13. A computer-implemented method for providing a natural language voice user interface in an integrated voice navigation services environment, comprising:
- receiving a multi-modal input that includes a natural language utterance at one or more input devices coupled to a navigation device, wherein the natural language utterance in the multi-modal input relates to a navigation context;
  
  generating one or more preliminary interpretations of the natural language utterance using a speech recognition engine associated with the navigation device, wherein the speech recognition engine uses a dynamic recognition grammar to generate the one or more preliminary interpretations of the natural language utterance;
  
  analyzing, with a conversational language processor on the navigation device, the one or more preliminary interpretations using shared knowledge and information associated with the navigation context to determine a probable interpretation of the natural language utterance in the navigation context; and
  
  executing, on the navigation device, a navigation agent associated with the navigation context to process the probable interpretation of the natural language utterance, wherein executing the navigation agent to process the probable interpretation of the natural language utterance includes;
  
  identifying, by the navigation agent executing on the navigation device, one or more requests in the natural language utterance that relate to the navigation context from the probable interpretation of the natural language utterance;
  
  determining that the one or more requests identified in the natural language utterance include a multi-modal request to control a map display, wherein the navigation agent executing on the navigation device determines that the one or more requests include the multi-modal request to control the map display using information associated with a plurality of information sources, which include at least a navigation-specific information source;
  
  associating a non-voice component in the multi-modal input with the probable interpretation of the natural language utterance, wherein the non-voice component in the multi-modal input identifies a portion of the map display; and
  
  issuing a command to control the identified portion of the map display in accordance with the probable interpretation of the natural language utterance to resolve the one or more requests identified in the natural language utterance.

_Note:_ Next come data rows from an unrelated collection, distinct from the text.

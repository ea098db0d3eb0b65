//! Dedup gate and persistence sink.
//!
//! The harvester only needs two things from its store: "have I seen this
//! natural key?" and "keep this record". [`PersistenceSink`] captures that
//! contract; [`SqliteStore`] backs it with one SQLite table holding a JSON
//! document per key.
//!
//! `exists` is a performance optimization, not the correctness boundary:
//! it is consulted before the expensive detail fetch, but the uniqueness
//! guarantee rests on the table's primary key together with the idempotent
//! `ON CONFLICT DO NOTHING` insert. A false negative costs one harmless
//! duplicate-insert attempt.

use sqlx::sqlite::SqlitePoolOptions;
use sqlx::{Row, SqlitePool};
use std::collections::HashMap;
use tokio::sync::RwLock;
use tracing::{debug, info, instrument};

use crate::errors::{SetupError, StoreError};
use crate::models::Record;

/// The store contract the crawl driver consumes.
///
/// `insert` must be safe to call with a natural key that is already
/// present; the sink treats that as a no-op.
pub trait PersistenceSink {
    async fn exists(&self, natural_key: &str) -> Result<bool, StoreError>;
    async fn insert(&self, record: &Record) -> Result<(), StoreError>;
}

const SCHEMA: &str = "\
CREATE TABLE IF NOT EXISTS records (
    natural_key  TEXT PRIMARY KEY,
    source       TEXT NOT NULL,
    document     TEXT NOT NULL,
    harvested_at TEXT NOT NULL DEFAULT (datetime('now'))
)";

/// SQLite-backed record store: one JSON document per natural key.
pub struct SqliteStore {
    pool: SqlitePool,
}

impl SqliteStore {
    /// Connect and ensure the schema exists. Failure here is fatal; the
    /// run does not proceed without a store.
    #[instrument(level = "info", skip_all, fields(%database_url))]
    pub async fn connect(database_url: &str) -> Result<Self, SetupError> {
        // One connection: the pipelines are sequential, and a larger pool
        // would hand each connection its own database under `::memory:`.
        let pool = SqlitePoolOptions::new()
            .max_connections(1)
            .connect(database_url)
            .await?;
        sqlx::query(SCHEMA).execute(&pool).await?;
        info!("Record store ready");
        Ok(Self { pool })
    }

    /// Number of records currently persisted.
    pub async fn count(&self) -> Result<u64, StoreError> {
        let row = sqlx::query("SELECT COUNT(*) AS n FROM records")
            .fetch_one(&self.pool)
            .await?;
        let n: i64 = row.get("n");
        Ok(n as u64)
    }
}

impl PersistenceSink for SqliteStore {
    async fn exists(&self, natural_key: &str) -> Result<bool, StoreError> {
        let row = sqlx::query("SELECT 1 FROM records WHERE natural_key = ?")
            .bind(natural_key)
            .fetch_optional(&self.pool)
            .await?;
        Ok(row.is_some())
    }

    async fn insert(&self, record: &Record) -> Result<(), StoreError> {
        let document = serde_json::to_string(record)?;
        sqlx::query(
            "INSERT INTO records (natural_key, source, document) VALUES (?, ?, ?)
             ON CONFLICT(natural_key) DO NOTHING",
        )
        .bind(&record.natural_key)
        .bind(record.source.as_str())
        .bind(document)
        .execute(&self.pool)
        .await?;
        debug!(key = %record.natural_key, "Record stored");
        Ok(())
    }
}

/// In-memory sink for dry runs and tests.
#[derive(Default)]
pub struct MemorySink {
    records: RwLock<HashMap<String, Record>>,
}

impl MemorySink {
    pub async fn len(&self) -> usize {
        self.records.read().await.len()
    }
}

impl PersistenceSink for MemorySink {
    async fn exists(&self, natural_key: &str) -> Result<bool, StoreError> {
        Ok(self.records.read().await.contains_key(natural_key))
    }

    async fn insert(&self, record: &Record) -> Result<(), StoreError> {
        let mut records = self.records.write().await;
        records
            .entry(record.natural_key.clone())
            .or_insert_with(|| record.clone());
        Ok(())
    }
}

14. A system for providing a natural language voice user interface in an integrated voice navigation services environment, comprising:
- one or more input devices configured to receive a multi-modal input that includes a natural language utterance, wherein the natural language utterance in the multi-modal input relates to a navigation context;
  
  a speech recognition engine configured to generate one or more preliminary interpretations of the natural language utterance using a dynamic recognition grammar;
  
  a conversational language processor configured to analyze the one or more preliminary interpretations using shared knowledge and information associated with the navigation context to determine a probable interpretation of the natural language utterance in the navigation context; and
  
  a navigation agent associated with the navigation context and configured to;
  
  identify one or more requests in the natural language utterance that relate to the navigation context from the probable interpretation of the natural language utterance;
  
  determine that the one or more requests identified in the natural language utterance include a multi-modal request to control a map display using information associated with a plurality of information sources, which include at least a navigation-specific information source;
  
  associate a non-voice component in the multi-modal input with the probable interpretation of the natural language utterance, wherein the non-voice component in the multi-modal input identifies a portion of the map display; and
  
  issue a command to control the identified portion of the map display in accordance with the probable interpretation of the natural language utterance to resolve the one or more requests identified in the natural language utterance.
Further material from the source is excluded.